A vintage year for failures
NYU Stern Professor Ed Altman loves bankruptcies so much that he uncorks a bottle of vintage claret and shares it with Mrs Altman whenever a big bankruptcy occurs. That being the case, the Altman house could be permanently sozzled in the next couple of years.
He loves bankruptcies because they give more ammo to his Z score, a linear bankruptcy predictor that he pioneered decades ago. When this correspondent heard Professor Altman speaking in New York more than 10 years ago, he mentioned then that he was stymied by the lack of defaults with which to prove his theories. Since then, bankruptcies have increased, and he believes we are now in a purple patch, a glorious age of failure.
"Deleveraging is difficult when a government is trying to stimulate growth, for example by slashing interest rates," he says. "Yet the quickest way to deleverage is to go bankrupt."
We arrive in a distressed position after several years of unprecedented liquidity; years in which distressed debt funds had so few distressed opportunities that they resorted to direct lending to corporates -- and fuelled the credit fire. In recent years even CCC-rated companies could get capital markets financing. That, of course, has now changed and spreads between high-yield markets and 10-year Treasury notes have shot up, and now stand at 1,400 basis points. Professor Altman thinks that while that ratio looks fairly priced at present, as further hurdles cause slip ups, spreads could rise further.
"Liquidity nowadays is when you wet your pants after you look at your portfolio," he observes. "Default rates peak at the end of a recession, or just after the end. So to judge when maximum defaults will take place, start by trying to figure out when you think growth will return to zero."

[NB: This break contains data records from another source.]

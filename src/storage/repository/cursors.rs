// SPDX-License-Identifier: AGPL-3.0-or-later
//
// Copyright (C) 2026 Relational Network

//! Notification cursor repository.

use serde::{Deserialize, Serialize};

use super::super::record_store::{RecordStore, StoreResult, Table, Versioned};
use crate::ledger::Address;

/// Last height delivered to the webhook for one address (0 = nothing yet).
#[derive(Debug, Clone, PartialEq, Eq, Serialize, Deserialize)]
pub struct CursorRecord {
    pub address: Address,
    pub height: u64,
}

#[derive(Clone)]
pub struct CursorRepository {
    store: RecordStore,
}

impl CursorRepository {
    pub fn new(store: RecordStore) -> Self {
        Self { store }
    }

    pub fn list(&self) -> StoreResult<Vec<Versioned<CursorRecord>>> {
        self.store.list(Table::NotificationCursors)
    }

    /// Persist a fresh cursor at height 0.
    pub fn create(&self, address: Address) -> StoreResult<Versioned<CursorRecord>> {
        let record = CursorRecord { address, height: 0 };
        self.store
            .put(Table::NotificationCursors, &address.to_string(), record, None)
    }

    /// Move the cursor one height forward.
    pub fn advance(&self, cursor: &Versioned<CursorRecord>) -> StoreResult<Versioned<CursorRecord>> {
        let record = CursorRecord {
            address: cursor.record.address,
            height: cursor.record.height + 1,
        };
        self.store.put(
            Table::NotificationCursors,
            &record.address.to_string(),
            record,
            Some(cursor.version),
        )
    }
}
// SPDX-License-Identifier: AGPL-3.0-or-later
//
// Copyright (C) 2026 Relational Network

//! Account repository.
//!
//! One record per derived account, keyed by its textual address.

use chrono::{DateTime, Utc};
use serde::{Deserialize, Serialize};

use super::super::record_store::{RecordStore, StoreResult, Table, Versioned};
use crate::ledger::Address;

/// Account record stored in the `accounts` table.
#[derive(Debug, Clone, PartialEq, Eq, Serialize, Deserialize)]
pub struct AccountRecord {
    pub address: Address,
    /// Derivation index within the wallet
    pub account_index: u32,
    pub wallet_name: String,
    /// Set while the account is disabled
    #[serde(skip_serializing_if = "Option::is_none", default)]
    pub disabled_at: Option<DateTime<Utc>>,
}

impl AccountRecord {
    pub fn is_enabled(&self) -> bool {
        self.disabled_at.is_none()
    }
}

#[derive(Clone)]
pub struct AccountRepository {
    store: RecordStore,
}

impl AccountRepository {
    pub fn new(store: RecordStore) -> Self {
        Self { store }
    }

    pub fn get(&self, address: &Address) -> StoreResult<Option<Versioned<AccountRecord>>> {
        self.store.get(Table::Accounts, &address.to_string())
    }

    pub fn list(&self) -> StoreResult<Vec<Versioned<AccountRecord>>> {
        self.store.list(Table::Accounts)
    }

    /// Insert a new account. Fails with a conflict if the address exists.
    pub fn create(&self, record: AccountRecord) -> StoreResult<Versioned<AccountRecord>> {
        let key = record.address.to_string();
        self.store.put(Table::Accounts, &key, record, None)
    }

    pub fn update(
        &self,
        record: AccountRecord,
        version: u64,
    ) -> StoreResult<Versioned<AccountRecord>> {
        let key = record.address.to_string();
        self.store.put(Table::Accounts, &key, record, Some(version))
    }
}
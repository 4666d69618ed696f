// SPDX-License-Identifier: AGPL-3.0-or-later
//
// Copyright (C) 2026 Relational Network

//! Repository layer providing typed access to the record store.
//!
//! Each repository wraps one table and exposes the operations its owner
//! needs; version checks are left to the store.

pub mod accounts;
pub mod cursors;
pub mod wallets;

pub use accounts::{AccountRecord, AccountRepository};
pub use cursors::{CursorRecord, CursorRepository};
pub use wallets::{WalletRecord, WalletRepository};
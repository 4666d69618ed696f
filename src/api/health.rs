// SPDX-License-Identifier: AGPL-3.0-or-later
//
// Copyright (C) 2026 Relational Network

use axum::{extract::State, http::StatusCode, Json};
use serde::Serialize;

use crate::state::AppState;

/// Readiness response with individual component status.
#[derive(Debug, Serialize)]
pub struct ReadyResponse {
    /// "ok" or "degraded".
    pub status: String,
    pub checks: HealthChecks,
}

#[derive(Debug, Serialize)]
pub struct HealthChecks {
    pub service: String,
    /// Wallet table readable.
    pub store: String,
    /// Accounts currently subscribed for incoming transfers.
    pub active_accounts: usize,
}

/// Simple health check response for liveness probes.
#[derive(Debug, Serialize)]
pub struct HealthResponse {
    pub status: String,
}

/// Liveness probe. Always 200 while the process is running.
pub async fn liveness() -> Json<HealthResponse> {
    Json(HealthResponse {
        status: "ok".to_string(),
    })
}

/// Readiness probe. 503 when the record store cannot be read.
pub async fn readiness(State(state): State<AppState>) -> (StatusCode, Json<ReadyResponse>) {
    let store_ok = match state.vault.list() {
        Ok(_) => true,
        Err(e) => {
            tracing::warn!(error = %e, "Readiness check: store unavailable");
            false
        }
    };

    let response = ReadyResponse {
        status: if store_ok { "ok" } else { "degraded" }.to_string(),
        checks: HealthChecks {
            service: "ok".to_string(),
            store: if store_ok { "ok" } else { "unavailable" }.to_string(),
            active_accounts: state.registry.active_set().addresses.len(),
        },
    };
    let status = if store_ok {
        StatusCode::OK
    } else {
        StatusCode::SERVICE_UNAVAILABLE
    };
    (status, Json(response))
}
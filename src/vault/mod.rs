// SPDX-License-Identifier: AGPL-3.0-or-later
//
// Copyright (C) 2026 Relational Network

//! # Key Vault
//!
//! Envelope encryption of wallet seed material.
//!
//! ## Key hierarchy
//!
//! ```text
//! master key (WALLET_MASTER_KEY, process-wide)
//!   └── wallet key (32 bytes, held by the user; stored wrapped while unlocked)
//!         └── mnemonic entropy (always stored, encrypted)
//! ```
//!
//! Unlocking re-wraps the wallet key under the master key so that a restart
//! keeps the wallet usable. Unwrapped seeds only live in memory.
//!
//! State changes are announced to [`WalletEventListener`]s after the store
//! commit is durable.

pub mod cipher;

use std::collections::HashMap;
use std::sync::{Arc, RwLock, Weak};

use bip39::{Language, Mnemonic};
use serde::Serialize;
use zeroize::Zeroizing;

pub use cipher::{CipherError, EncryptionKey};

use crate::error::{WalletError, WalletResult};
use crate::ledger::signing::{self, Seed};
use crate::storage::{Versioned, WalletRecord, WalletRepository};

#[derive(Debug, Clone, PartialEq, Eq)]
pub enum WalletEvent {
    Created(String),
    Unlocked(String),
    Locked(String),
}

impl WalletEvent {
    pub fn wallet_name(&self) -> &str {
        match self {
            WalletEvent::Created(name) | WalletEvent::Unlocked(name) | WalletEvent::Locked(name) => {
                name
            }
        }
    }
}

pub trait WalletEventListener: Send + Sync {
    fn on_wallet_event(&self, event: &WalletEvent);
}

#[derive(Debug, Clone, Copy, PartialEq, Eq, Serialize)]
#[serde(rename_all = "UPPERCASE")]
pub enum LockState {
    Locked,
    Unlocked,
}

#[derive(Debug, Clone, PartialEq, Eq, Serialize)]
pub struct WalletSummary {
    pub name: String,
    pub lock: LockState,
}

impl From<&WalletRecord> for WalletSummary {
    fn from(record: &WalletRecord) -> Self {
        Self {
            name: record.name.clone(),
            lock: if record.is_unlocked() {
                LockState::Unlocked
            } else {
                LockState::Locked
            },
        }
    }
}

/// Credentials handed back once, when a wallet is created or imported.
#[derive(Debug)]
pub struct IssuedWallet {
    pub mnemonic: Mnemonic,
    pub encryption_key: EncryptionKey,
}

#[derive(Default)]
struct Shared {
    seeds: RwLock<HashMap<String, Arc<Seed>>>,
    listeners: RwLock<Vec<Weak<dyn WalletEventListener>>>,
}

impl Shared {
    /// Update the seed cache, then notify listeners.
    fn apply(&self, seed: Option<Seed>, event: WalletEvent) {
        {
            let mut seeds = self.seeds.write().unwrap_or_else(|e| e.into_inner());
            let name = event.wallet_name().to_string();
            match seed {
                Some(seed) => seeds.insert(name, Arc::new(seed)),
                None => seeds.remove(&name),
            };
        }

        let listeners: Vec<_> = self
            .listeners
            .read()
            .unwrap_or_else(|e| e.into_inner())
            .iter()
            .filter_map(Weak::upgrade)
            .collect();
        for listener in listeners {
            listener.on_wallet_event(&event);
        }
    }
}

pub struct KeyVault {
    wallets: WalletRepository,
    master_key: EncryptionKey,
    shared: Arc<Shared>,
}

impl KeyVault {
    pub fn new(wallets: WalletRepository, master_key: EncryptionKey) -> Self {
        Self {
            wallets,
            master_key,
            shared: Arc::new(Shared::default()),
        }
    }

    pub fn add_listener(&self, listener: Weak<dyn WalletEventListener>) {
        self.shared
            .listeners
            .write()
            .unwrap_or_else(|e| e.into_inner())
            .push(listener);
    }

    /// Unwrap every unlocked wallet with the master key and cache its seed.
    ///
    /// A wrapped key the master key cannot open is fatal.
    pub fn load(&self) -> WalletResult<usize> {
        let mut loaded = 0;
        for stored in self.wallets.list()? {
            let record = stored.record;
            let Some(wrapped) = &record.encrypted_encryption_key else {
                continue;
            };

            let key = self.unwrap_key(wrapped).map_err(|e| {
                WalletError::Fatal(format!(
                    "Master key cannot unwrap wallet {}: {e}",
                    record.name
                ))
            })?;
            let mnemonic = decrypt_mnemonic(&record, &key).map_err(|e| {
                WalletError::Fatal(format!(
                    "Stored key cannot decrypt wallet {}: {e}",
                    record.name
                ))
            })?;

            self.shared
                .seeds
                .write()
                .unwrap_or_else(|e| e.into_inner())
                .insert(record.name.clone(), Arc::new(Seed::from_mnemonic(&mnemonic)));
            loaded += 1;
        }

        tracing::info!(unlocked_wallets = loaded, "Key vault loaded");
        Ok(loaded)
    }

    /// Store a new wallet from a mnemonic. Generates the wallet key when
    /// none is supplied.
    pub fn import(
        &self,
        name: &str,
        phrase: &str,
        encryption_key: Option<EncryptionKey>,
    ) -> WalletResult<IssuedWallet> {
        let mnemonic = signing::parse_mnemonic(phrase)?;
        self.store_new(name, mnemonic, encryption_key.unwrap_or_else(EncryptionKey::generate))
    }

    /// Generate a fresh 24-word mnemonic and wallet key.
    pub fn create(&self, name: &str) -> WalletResult<IssuedWallet> {
        let mnemonic = signing::generate_mnemonic()?;
        self.store_new(name, mnemonic, EncryptionKey::generate())
    }

    fn store_new(
        &self,
        name: &str,
        mnemonic: Mnemonic,
        encryption_key: EncryptionKey,
    ) -> WalletResult<IssuedWallet> {
        validate_name(name)?;

        let entropy = Zeroizing::new(mnemonic.to_entropy());
        let record = WalletRecord {
            name: name.to_string(),
            encrypted_entropy: encryption_key.encrypt(&entropy)?,
            encrypted_encryption_key: Some(self.master_key.encrypt(encryption_key.as_bytes())?),
        };

        let mut uow = self.wallets.unit_of_work();
        self.wallets.stage(&mut uow, &record, None)?;
        let shared = self.shared.clone();
        let seed = Seed::from_mnemonic(&mnemonic);
        let event = WalletEvent::Created(name.to_string());
        uow.after_commit(move || shared.apply(Some(seed), event));
        uow.commit()?;

        tracing::info!(wallet = %name, "Wallet stored");
        Ok(IssuedWallet {
            mnemonic,
            encryption_key,
        })
    }

    /// Decrypt the wallet with `encryption_key` and keep it unlocked.
    pub fn unlock(&self, name: &str, encryption_key: &EncryptionKey) -> WalletResult<Mnemonic> {
        let stored = self.record(name)?;
        let mnemonic = decrypt_mnemonic(&stored.record, encryption_key)?;

        let mut record = stored.record;
        record.encrypted_encryption_key = Some(self.master_key.encrypt(encryption_key.as_bytes())?);

        let mut uow = self.wallets.unit_of_work();
        self.wallets.stage(&mut uow, &record, Some(stored.version))?;
        let shared = self.shared.clone();
        let seed = Seed::from_mnemonic(&mnemonic);
        let event = WalletEvent::Unlocked(name.to_string());
        uow.after_commit(move || shared.apply(Some(seed), event));
        uow.commit()?;

        tracing::info!(wallet = %name, "Wallet unlocked");
        Ok(mnemonic)
    }

    /// Forget the wrapped wallet key. The encrypted entropy is kept.
    pub fn lock(&self, name: &str) -> WalletResult<()> {
        let stored = self.record(name)?;
        if !stored.record.is_unlocked() {
            return Ok(());
        }

        let mut record = stored.record;
        record.encrypted_encryption_key = None;

        let mut uow = self.wallets.unit_of_work();
        self.wallets.stage(&mut uow, &record, Some(stored.version))?;
        let shared = self.shared.clone();
        let event = WalletEvent::Locked(name.to_string());
        uow.after_commit(move || shared.apply(None, event));
        uow.commit()?;

        tracing::info!(wallet = %name, "Wallet locked");
        Ok(())
    }

    /// Unwrapped seed of an unlocked wallet.
    pub fn seed(&self, name: &str) -> WalletResult<Arc<Seed>> {
        let cached = self
            .shared
            .seeds
            .read()
            .unwrap_or_else(|e| e.into_inner())
            .get(name)
            .cloned();
        match cached {
            Some(seed) => Ok(seed),
            None => {
                self.record(name)?;
                Err(WalletError::Locked(format!("Wallet {name} is locked")))
            }
        }
    }

    pub fn is_unlocked(&self, name: &str) -> bool {
        self.shared
            .seeds
            .read()
            .unwrap_or_else(|e| e.into_inner())
            .contains_key(name)
    }

    pub fn get(&self, name: &str) -> WalletResult<WalletSummary> {
        Ok(WalletSummary::from(&self.record(name)?.record))
    }

    pub fn list(&self) -> WalletResult<Vec<WalletSummary>> {
        Ok(self
            .wallets
            .list()?
            .iter()
            .map(|stored| WalletSummary::from(&stored.record))
            .collect())
    }

    fn record(&self, name: &str) -> WalletResult<Versioned<WalletRecord>> {
        self.wallets
            .get(name)?
            .ok_or_else(|| WalletError::NotFound(format!("Wallet {name} not found")))
    }

    fn unwrap_key(&self, wrapped: &[u8]) -> Result<EncryptionKey, CipherError> {
        let bytes = Zeroizing::new(self.master_key.decrypt(wrapped)?);
        let bytes: [u8; 32] = bytes
            .as_slice()
            .try_into()
            .map_err(|_| CipherError::Decrypt)?;
        Ok(EncryptionKey::from_bytes(bytes))
    }
}

/// Names that collide with fixed API paths.
const RESERVED_NAMES: &[&str] = &["accounts"];

fn validate_name(name: &str) -> WalletResult<()> {
    let valid = !name.is_empty()
        && name.len() <= 64
        && name
            .chars()
            .all(|c| c.is_ascii_alphanumeric() || c == '-' || c == '_');
    if !valid {
        return Err(WalletError::InvalidInput(format!(
            "Invalid wallet name {name:?}: use 1-64 characters of [A-Za-z0-9_-]"
        )));
    }
    if RESERVED_NAMES.contains(&name) {
        return Err(WalletError::InvalidInput(format!(
            "Wallet name {name:?} is reserved"
        )));
    }
    Ok(())
}

fn decrypt_mnemonic(record: &WalletRecord, key: &EncryptionKey) -> WalletResult<Mnemonic> {
    let entropy = Zeroizing::new(key.decrypt(&record.encrypted_entropy)?);
    Mnemonic::from_entropy_in(Language::English, &entropy)
        .map_err(|e| WalletError::InvalidInput(format!("Stored entropy is invalid: {e}")))
}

The Altman bankruptcy models used to be published infrequently. This took the form of a mortality rate indicator, an actuarial-style technique that looked at the credit quality of a company at birth, then tried to work out how long it would exist before conking out. Nowadays that model is complemented by market-based models that churn out different predictions of default every day.
For the 1997 Asian crisis, his models -- that look at micro levels of potential individual corporate delinquency -- tagged South Korean companies, followed by Thai and Indonesian firms as being the most likely renegades. Illustrating just how macro and micro issues are intertwined, those countries did suffer worst.
So which Asian countries show up worst in his models today? Unfortunately he didn't specify, though he did say that defaults in Asia are a lot less than elsewhere in the world. This makes reliable modelling harder, but he does expect to have a prognostication soon on likely Chinese corporate default.
He observes that decoupling has been proven to be a false theory, and thinks that Asia is going to face a significant increase in distressed situations. He now looks across a debt landscape that includes $1.1 trillion in high-yield debt and $1.6 trillion in leveraged loans, and seeing that just over a quarter of this is of the lowest credit quality -- CCC grade -- he anticipates that 35% to 40% of those loans could get into difficulties in the next 12 months.
Professor Altman has been in the limelight recently because of his testimonies to US government committees regarding their beleaguered carmakers. He is pragmatic on this issue and would like to see GM crossing the Rubicon into bankruptcy (which coincidentally would give more data points for his model).
"Anyone like to guess what percentage of distressed exchanges eventually go bankrupt?," he asked the audience. "It's about 50%. Half don't work out and that's because with the debt swap they still didn't fix the underlying operations properly."
Statistically, 2008 was a monster year in notional size for bankruptcies, because of the liability figures being blown out by Lehman's crash. So far, this time around, Professor Altman has recorded 20 companies entering bankruptcy with liabilities of over $1 billion, and expects this cycle to out-do previous records.
2008 was a sticky time for distressed funds, he notes. Down on average 26% and with 30% redemptions. If a distressed investor now buys a bond at 25 cents on the dollar, that might seem cheap, but it won't be cheap if default rates go up, meaning that even those 25 cents can drop to zero. Professor Altman advocates restraint on going long in distressed debt, and that the opportunities will still be there in six months.
"For now," he says. "It is still too early to pile in." Until then, the Altman wine cellar risks depletion.